Problem description> Once you reach the line containing "repository fe8b1686042fccf7" in the entries below, write out that line and each one after it down to the line containing "widgets talk to", exactly and with nothing added.

Entries provided>
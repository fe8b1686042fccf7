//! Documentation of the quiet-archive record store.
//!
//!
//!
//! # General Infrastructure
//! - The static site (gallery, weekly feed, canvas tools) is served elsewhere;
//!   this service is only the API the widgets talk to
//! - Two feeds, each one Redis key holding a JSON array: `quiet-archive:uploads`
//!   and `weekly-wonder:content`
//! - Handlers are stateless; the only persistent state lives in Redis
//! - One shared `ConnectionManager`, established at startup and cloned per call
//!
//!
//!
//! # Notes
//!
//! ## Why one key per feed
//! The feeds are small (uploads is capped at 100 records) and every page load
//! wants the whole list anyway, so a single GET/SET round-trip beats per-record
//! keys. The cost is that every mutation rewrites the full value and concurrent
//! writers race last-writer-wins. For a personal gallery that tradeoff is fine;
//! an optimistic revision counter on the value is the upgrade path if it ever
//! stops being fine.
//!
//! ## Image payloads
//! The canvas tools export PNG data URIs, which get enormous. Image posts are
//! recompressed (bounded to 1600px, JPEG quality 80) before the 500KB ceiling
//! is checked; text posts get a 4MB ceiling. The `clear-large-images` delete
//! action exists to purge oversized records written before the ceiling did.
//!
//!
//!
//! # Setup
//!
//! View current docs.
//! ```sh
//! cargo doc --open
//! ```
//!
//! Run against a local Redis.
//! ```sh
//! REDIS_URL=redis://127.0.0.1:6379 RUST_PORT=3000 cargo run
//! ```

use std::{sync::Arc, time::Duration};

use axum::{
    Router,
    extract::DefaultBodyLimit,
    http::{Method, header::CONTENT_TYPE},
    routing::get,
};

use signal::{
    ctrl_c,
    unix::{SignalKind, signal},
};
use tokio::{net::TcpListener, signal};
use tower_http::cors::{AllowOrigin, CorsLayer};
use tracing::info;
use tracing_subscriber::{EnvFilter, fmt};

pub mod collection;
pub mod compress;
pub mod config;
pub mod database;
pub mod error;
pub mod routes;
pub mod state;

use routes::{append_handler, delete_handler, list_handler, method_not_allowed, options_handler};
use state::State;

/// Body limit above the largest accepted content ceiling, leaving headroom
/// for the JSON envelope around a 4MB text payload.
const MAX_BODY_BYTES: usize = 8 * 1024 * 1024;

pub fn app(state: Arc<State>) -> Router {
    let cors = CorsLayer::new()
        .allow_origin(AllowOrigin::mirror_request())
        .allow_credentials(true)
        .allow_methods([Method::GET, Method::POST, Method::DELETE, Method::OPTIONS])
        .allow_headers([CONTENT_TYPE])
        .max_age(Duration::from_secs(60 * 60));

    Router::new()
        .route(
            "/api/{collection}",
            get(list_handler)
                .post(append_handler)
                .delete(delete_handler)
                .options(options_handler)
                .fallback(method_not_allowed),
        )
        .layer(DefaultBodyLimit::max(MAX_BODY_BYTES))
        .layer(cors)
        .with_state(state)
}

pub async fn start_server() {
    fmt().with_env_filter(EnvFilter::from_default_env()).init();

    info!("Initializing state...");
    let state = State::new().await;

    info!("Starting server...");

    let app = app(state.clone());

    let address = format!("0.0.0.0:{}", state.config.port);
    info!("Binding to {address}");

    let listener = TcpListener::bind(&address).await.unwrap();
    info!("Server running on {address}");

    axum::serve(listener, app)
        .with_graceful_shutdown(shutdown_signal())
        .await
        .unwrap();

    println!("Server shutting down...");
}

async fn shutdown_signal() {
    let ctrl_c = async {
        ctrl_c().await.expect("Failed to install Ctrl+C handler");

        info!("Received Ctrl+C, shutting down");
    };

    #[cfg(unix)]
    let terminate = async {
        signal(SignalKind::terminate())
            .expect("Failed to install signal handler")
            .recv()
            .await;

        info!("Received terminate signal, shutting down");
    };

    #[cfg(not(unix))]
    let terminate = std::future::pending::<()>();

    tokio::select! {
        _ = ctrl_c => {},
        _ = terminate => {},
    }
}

==

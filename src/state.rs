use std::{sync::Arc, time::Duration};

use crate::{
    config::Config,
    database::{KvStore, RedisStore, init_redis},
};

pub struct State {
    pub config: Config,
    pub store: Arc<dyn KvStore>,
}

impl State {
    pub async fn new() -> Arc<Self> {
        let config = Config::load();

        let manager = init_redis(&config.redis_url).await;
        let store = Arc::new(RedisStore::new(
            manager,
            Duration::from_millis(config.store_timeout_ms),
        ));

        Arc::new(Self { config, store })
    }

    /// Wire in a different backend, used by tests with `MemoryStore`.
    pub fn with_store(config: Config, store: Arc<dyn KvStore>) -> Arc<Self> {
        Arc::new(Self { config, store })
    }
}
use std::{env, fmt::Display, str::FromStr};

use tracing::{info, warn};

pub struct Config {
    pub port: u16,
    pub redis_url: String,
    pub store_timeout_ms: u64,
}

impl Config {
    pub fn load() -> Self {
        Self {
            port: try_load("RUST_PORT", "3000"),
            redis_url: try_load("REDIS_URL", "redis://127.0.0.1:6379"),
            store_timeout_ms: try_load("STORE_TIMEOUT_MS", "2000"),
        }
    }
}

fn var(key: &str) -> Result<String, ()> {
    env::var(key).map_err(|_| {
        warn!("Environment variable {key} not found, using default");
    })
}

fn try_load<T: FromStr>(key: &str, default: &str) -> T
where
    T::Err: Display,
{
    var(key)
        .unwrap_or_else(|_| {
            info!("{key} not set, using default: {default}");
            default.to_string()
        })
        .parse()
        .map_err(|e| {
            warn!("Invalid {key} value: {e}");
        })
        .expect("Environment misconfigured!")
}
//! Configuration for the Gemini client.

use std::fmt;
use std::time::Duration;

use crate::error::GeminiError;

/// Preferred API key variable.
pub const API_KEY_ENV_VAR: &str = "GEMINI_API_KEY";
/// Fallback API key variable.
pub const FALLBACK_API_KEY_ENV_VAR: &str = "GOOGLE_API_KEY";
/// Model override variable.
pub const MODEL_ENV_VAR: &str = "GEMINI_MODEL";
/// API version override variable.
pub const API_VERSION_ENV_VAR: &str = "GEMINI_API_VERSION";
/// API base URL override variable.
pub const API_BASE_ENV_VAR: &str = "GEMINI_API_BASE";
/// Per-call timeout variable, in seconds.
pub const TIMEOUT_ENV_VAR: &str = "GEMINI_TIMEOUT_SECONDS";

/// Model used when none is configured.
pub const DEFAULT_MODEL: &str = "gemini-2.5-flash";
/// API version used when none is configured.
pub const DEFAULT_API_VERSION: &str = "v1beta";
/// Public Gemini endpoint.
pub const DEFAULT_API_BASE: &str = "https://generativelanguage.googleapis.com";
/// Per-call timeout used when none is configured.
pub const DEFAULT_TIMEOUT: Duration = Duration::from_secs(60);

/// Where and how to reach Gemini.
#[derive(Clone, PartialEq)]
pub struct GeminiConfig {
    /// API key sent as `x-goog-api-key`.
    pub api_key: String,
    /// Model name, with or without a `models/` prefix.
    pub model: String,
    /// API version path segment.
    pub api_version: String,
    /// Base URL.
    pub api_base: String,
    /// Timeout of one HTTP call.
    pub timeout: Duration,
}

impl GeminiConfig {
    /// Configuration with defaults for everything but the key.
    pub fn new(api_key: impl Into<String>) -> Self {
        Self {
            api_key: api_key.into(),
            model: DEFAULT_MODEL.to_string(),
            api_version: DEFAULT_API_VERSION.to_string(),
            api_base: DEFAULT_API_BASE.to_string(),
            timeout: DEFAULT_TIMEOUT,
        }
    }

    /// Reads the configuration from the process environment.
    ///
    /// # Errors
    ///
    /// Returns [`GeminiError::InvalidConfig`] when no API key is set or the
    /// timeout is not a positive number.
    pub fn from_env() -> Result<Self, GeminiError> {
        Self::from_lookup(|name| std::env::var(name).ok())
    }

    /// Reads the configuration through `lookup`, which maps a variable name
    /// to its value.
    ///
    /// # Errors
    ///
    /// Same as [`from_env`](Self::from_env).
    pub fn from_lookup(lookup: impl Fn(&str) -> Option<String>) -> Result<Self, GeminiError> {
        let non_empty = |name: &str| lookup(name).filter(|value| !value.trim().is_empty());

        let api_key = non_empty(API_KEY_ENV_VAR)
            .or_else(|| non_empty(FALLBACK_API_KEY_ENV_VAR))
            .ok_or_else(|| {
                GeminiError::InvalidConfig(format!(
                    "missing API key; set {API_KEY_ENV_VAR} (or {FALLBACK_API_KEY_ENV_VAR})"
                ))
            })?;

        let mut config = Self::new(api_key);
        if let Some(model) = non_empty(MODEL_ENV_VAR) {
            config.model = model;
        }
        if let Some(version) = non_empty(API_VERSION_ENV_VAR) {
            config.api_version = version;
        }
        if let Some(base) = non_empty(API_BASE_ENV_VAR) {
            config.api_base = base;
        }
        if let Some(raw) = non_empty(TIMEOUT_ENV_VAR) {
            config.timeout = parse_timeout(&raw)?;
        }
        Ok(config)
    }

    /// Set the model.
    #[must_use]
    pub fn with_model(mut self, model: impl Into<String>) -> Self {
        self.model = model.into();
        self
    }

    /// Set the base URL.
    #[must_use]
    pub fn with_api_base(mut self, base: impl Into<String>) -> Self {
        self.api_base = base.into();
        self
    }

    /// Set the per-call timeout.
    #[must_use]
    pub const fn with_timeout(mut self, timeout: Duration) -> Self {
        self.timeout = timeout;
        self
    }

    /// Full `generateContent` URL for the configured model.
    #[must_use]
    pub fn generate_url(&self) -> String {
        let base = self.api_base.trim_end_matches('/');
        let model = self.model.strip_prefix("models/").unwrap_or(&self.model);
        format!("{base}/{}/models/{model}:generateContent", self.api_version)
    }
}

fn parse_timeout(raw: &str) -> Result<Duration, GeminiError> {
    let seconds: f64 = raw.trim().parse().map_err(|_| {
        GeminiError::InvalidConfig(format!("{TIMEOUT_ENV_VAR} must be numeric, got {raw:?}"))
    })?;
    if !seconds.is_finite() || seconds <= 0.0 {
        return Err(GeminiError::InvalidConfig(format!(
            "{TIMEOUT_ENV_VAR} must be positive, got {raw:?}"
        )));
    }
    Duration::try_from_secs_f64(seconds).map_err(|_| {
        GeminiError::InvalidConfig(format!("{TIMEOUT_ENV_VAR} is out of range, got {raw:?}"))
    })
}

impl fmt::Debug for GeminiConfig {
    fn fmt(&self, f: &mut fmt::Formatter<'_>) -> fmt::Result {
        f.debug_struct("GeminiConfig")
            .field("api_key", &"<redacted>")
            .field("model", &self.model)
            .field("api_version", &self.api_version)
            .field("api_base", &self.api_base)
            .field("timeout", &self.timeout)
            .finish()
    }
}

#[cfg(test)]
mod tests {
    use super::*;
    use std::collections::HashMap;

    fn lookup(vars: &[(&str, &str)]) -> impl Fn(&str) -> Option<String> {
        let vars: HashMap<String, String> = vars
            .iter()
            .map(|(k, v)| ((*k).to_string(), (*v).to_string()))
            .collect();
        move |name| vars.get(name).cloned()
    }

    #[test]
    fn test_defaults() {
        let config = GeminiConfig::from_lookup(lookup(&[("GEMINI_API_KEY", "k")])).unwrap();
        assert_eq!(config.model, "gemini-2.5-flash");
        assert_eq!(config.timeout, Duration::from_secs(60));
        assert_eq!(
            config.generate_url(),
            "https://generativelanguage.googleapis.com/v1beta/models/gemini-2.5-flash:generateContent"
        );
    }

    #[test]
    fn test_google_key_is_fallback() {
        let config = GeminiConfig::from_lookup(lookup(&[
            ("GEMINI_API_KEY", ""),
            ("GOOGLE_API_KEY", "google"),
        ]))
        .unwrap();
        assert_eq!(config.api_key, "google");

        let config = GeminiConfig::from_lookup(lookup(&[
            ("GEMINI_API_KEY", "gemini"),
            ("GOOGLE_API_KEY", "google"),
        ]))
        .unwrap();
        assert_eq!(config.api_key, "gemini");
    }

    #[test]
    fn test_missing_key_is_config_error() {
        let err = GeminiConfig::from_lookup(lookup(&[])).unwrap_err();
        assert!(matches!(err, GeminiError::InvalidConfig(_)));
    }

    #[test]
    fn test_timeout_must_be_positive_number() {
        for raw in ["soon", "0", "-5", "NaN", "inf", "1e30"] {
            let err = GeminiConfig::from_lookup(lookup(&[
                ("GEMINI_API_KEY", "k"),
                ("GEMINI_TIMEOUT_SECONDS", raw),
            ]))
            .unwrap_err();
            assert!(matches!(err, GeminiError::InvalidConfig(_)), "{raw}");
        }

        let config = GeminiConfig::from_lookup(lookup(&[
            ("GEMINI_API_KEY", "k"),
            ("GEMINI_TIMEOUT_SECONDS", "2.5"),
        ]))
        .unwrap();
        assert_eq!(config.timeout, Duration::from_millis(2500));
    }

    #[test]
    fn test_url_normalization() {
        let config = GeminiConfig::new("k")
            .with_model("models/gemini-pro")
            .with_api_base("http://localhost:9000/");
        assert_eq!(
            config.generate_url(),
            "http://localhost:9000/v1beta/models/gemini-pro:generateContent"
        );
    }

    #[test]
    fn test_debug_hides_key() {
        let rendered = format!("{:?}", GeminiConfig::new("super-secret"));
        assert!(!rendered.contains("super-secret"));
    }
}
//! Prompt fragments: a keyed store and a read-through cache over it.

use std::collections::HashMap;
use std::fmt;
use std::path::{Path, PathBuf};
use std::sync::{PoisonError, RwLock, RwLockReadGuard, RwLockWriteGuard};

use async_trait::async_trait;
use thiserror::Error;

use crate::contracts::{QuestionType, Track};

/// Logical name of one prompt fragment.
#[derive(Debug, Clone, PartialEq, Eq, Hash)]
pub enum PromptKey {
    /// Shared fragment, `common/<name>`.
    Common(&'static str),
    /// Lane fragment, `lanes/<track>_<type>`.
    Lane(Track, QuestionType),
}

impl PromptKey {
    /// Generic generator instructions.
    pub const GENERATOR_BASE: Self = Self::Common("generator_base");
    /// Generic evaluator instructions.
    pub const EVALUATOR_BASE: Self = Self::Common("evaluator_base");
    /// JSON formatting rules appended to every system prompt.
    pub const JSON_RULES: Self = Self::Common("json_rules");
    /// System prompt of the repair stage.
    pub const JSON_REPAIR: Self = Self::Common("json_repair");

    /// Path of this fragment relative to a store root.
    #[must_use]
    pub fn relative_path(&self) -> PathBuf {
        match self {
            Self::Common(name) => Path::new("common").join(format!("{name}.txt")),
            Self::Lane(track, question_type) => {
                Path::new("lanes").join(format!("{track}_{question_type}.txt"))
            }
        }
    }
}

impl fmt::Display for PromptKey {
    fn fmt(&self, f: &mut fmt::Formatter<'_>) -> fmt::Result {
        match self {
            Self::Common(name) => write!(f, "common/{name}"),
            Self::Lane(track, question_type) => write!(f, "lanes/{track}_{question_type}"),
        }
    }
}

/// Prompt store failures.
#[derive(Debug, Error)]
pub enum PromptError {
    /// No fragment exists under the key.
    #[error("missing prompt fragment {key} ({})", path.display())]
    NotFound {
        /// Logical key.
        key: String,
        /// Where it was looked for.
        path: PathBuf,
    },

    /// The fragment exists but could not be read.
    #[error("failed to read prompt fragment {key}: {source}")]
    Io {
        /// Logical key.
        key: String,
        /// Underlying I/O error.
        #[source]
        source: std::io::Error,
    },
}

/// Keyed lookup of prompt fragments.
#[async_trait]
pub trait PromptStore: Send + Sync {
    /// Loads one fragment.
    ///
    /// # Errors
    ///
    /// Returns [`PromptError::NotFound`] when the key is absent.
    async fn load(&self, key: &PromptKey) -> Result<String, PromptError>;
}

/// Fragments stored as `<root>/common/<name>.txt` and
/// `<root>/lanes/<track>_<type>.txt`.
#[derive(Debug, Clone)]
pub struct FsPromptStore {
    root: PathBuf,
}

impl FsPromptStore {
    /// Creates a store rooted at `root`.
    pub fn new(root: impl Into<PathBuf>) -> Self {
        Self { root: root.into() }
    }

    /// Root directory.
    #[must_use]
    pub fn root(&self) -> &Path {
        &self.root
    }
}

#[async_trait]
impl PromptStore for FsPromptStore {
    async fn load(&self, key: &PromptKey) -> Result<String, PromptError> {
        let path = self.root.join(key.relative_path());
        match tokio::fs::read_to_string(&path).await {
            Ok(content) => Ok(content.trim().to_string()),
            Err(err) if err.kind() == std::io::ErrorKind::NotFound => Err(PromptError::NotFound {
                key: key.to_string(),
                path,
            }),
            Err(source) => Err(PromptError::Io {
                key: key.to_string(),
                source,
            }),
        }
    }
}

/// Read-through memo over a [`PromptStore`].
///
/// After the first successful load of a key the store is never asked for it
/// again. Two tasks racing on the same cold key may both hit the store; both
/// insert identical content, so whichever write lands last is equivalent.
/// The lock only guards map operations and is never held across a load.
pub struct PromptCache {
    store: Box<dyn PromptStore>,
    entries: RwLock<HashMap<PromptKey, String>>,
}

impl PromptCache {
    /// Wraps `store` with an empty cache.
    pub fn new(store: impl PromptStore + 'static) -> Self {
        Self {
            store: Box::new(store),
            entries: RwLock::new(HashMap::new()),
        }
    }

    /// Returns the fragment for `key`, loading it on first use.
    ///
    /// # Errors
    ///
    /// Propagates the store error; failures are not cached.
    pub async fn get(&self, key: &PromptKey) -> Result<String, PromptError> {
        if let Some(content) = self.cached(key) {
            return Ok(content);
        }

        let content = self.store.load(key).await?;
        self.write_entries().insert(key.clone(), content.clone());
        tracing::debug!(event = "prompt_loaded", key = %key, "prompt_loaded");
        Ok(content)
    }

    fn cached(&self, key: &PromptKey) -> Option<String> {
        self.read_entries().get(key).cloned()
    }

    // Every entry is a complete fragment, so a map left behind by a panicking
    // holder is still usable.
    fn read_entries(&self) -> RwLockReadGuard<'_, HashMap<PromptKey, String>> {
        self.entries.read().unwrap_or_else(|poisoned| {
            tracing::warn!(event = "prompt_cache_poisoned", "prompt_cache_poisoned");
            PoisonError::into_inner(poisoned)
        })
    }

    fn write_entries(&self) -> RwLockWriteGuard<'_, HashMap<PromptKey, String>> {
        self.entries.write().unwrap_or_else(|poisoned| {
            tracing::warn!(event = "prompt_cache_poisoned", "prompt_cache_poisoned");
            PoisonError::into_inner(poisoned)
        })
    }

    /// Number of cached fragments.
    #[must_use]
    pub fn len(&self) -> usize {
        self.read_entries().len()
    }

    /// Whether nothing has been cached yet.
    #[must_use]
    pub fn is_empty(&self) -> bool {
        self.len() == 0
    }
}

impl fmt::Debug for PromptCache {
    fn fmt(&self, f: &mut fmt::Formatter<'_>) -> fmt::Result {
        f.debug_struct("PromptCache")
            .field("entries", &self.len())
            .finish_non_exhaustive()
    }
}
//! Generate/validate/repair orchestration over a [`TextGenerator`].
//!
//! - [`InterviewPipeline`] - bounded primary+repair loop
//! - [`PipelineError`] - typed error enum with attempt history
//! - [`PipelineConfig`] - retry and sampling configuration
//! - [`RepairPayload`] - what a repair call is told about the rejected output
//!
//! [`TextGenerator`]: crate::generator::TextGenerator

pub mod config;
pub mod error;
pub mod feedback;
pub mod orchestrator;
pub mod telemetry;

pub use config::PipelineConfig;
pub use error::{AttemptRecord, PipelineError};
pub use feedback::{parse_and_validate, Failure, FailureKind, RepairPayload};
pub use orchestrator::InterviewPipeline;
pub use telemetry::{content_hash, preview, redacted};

Answer box>
repository fe8b1686042fccf7
//! Documentation of the quiet-archive record store.
//!
//!
//!
//! # General Infrastructure
//! - The static site (gallery, weekly feed, canvas tools) is served elsewhere;
//!   this service is only the API the widgets talk to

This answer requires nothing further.